Pelea por el poder entre los socialistas

Rubalcaba llegó pronto y en coche; Chacón, tarde y a pie. Se sentaron al lado, pero ni mucho menos juntos

LAURA L. CARO
MADRID Actualizado:

Del símil musolari de José Bono, —«debemos apostar a la grande por España»—, al futbolístico de José Antonio Griñán en los corrillos, —«Mourinho no gana, pero tiene a la afición encandilada»—, si algo quedó claro en el Comité Federal de los socialistas es que hay partida. O partido, entendido como competencia entre jugadores. Porque del otro, del Partido Socialista Obrero Español, ya se verá según se acerque febrero.

Ayer todo estaba pendiente de los presuntos favoritos.
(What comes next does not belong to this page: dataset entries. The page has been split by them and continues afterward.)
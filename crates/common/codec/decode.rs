use ethereum_types::U256;
use mam_common::InstanceId;
use mam_common::constants::{DATA_LEN_LENGTH, INSTANCE_ID_LENGTH};

use crate::{MAX_INT_BYTES, error::CodecError};

/// Decode a packed integer starting at `offset`.
///
/// Returns the value and the offset of the first byte after it. Rejects
/// value widths above 32 bytes; the machine's integer domain is `U256`.
pub fn unpack_int(buf: &[u8], offset: usize) -> Result<(U256, usize), CodecError> {
    let width = read_data_len(buf, offset, "packed integer length")?;
    let start = offset + DATA_LEN_LENGTH;
    if width > MAX_INT_BYTES as u64 {
        return Err(CodecError::IntTooLarge(width as usize));
    }
    let width = width as usize;
    let bytes = buf
        .get(start..start + width)
        .ok_or(CodecError::UnexpectedEof("packed integer value"))?;
    Ok((U256::from_big_endian(bytes), start + width))
}

/// Decode a length-prefixed array. Empty input decodes as an empty array;
/// otherwise the first byte is the element count, followed by exactly that
/// many 8-byte-length-prefixed elements.
pub fn parse_array(buf: &[u8]) -> Result<Vec<Vec<u8>>, CodecError> {
    let Some(&count) = buf.first() else {
        return Ok(Vec::new());
    };
    let mut elements = Vec::with_capacity(count as usize);
    let mut offset = 1;
    for _ in 0..count {
        let len = read_data_len(buf, offset, "array element length")?;
        let len = usize::try_from(len).map_err(|_| CodecError::LengthOverflow(len))?;
        let start = offset + DATA_LEN_LENGTH;
        let end = start
            .checked_add(len)
            .ok_or(CodecError::LengthOverflow(len as u64))?;
        let element = buf
            .get(start..end)
            .ok_or(CodecError::UnexpectedEof("array element"))?;
        elements.push(element.to_vec());
        offset = end;
    }
    Ok(elements)
}

/// Find the sub-record belonging to an application instance inside an
/// account's decoded sub-record array.
///
/// Linear scan, first match wins. Returns the index alongside the record so
/// callers can replace it in place.
pub fn find_app_record(
    id: InstanceId,
    records: &[Vec<u8>],
) -> Option<(usize, &[u8])> {
    records.iter().enumerate().find_map(|(index, record)| {
        let head: [u8; INSTANCE_ID_LENGTH] = record.get(..INSTANCE_ID_LENGTH)?.try_into().ok()?;
        (u32::from_be_bytes(head) == id).then_some((index, record.as_slice()))
    })
}

fn read_data_len(buf: &[u8], offset: usize, what: &'static str) -> Result<u64, CodecError> {
    let bytes: [u8; DATA_LEN_LENGTH] = buf
        .get(offset..offset + DATA_LEN_LENGTH)
        .ok_or(CodecError::UnexpectedEof(what))?
        .try_into()
        .map_err(|_| CodecError::UnexpectedEof(what))?;
    Ok(u64::from_be_bytes(bytes))
}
Alfredo Pérez Rubalcaba entró en Ferraz pronto y por el garaje. Carme Chacón llegó tarde y a pie. Después ocuparon lugares contiguos en la bancada de la Ejecutiva, y no solo no hubo «mimitos» como en Barcelona, sino que él se sentó tan al borde derecho de su silla, y ella tan escorada a la izquierda de la suya que, efectivamente, pusieron en evidencia que entre ellos hay hueco de sobra para dar cabida a dos, tres y hasta cuatro precandidatos más.

A saber: en las quinielas periodísticas improvisadas durante la larga espera circularon los nombres de Pedro Sánchez, número once de la lista al Congreso por Madrid, que consiguió diez escaños; del toledano Emiliano García-Page, uno de los pocos alcaldes que mantiene el PSOE, —y que se marchó, como Bono, nada más acabar el discurso de José Luis Rodríguez Zapatero—, o del madrileño Tomás Gómez.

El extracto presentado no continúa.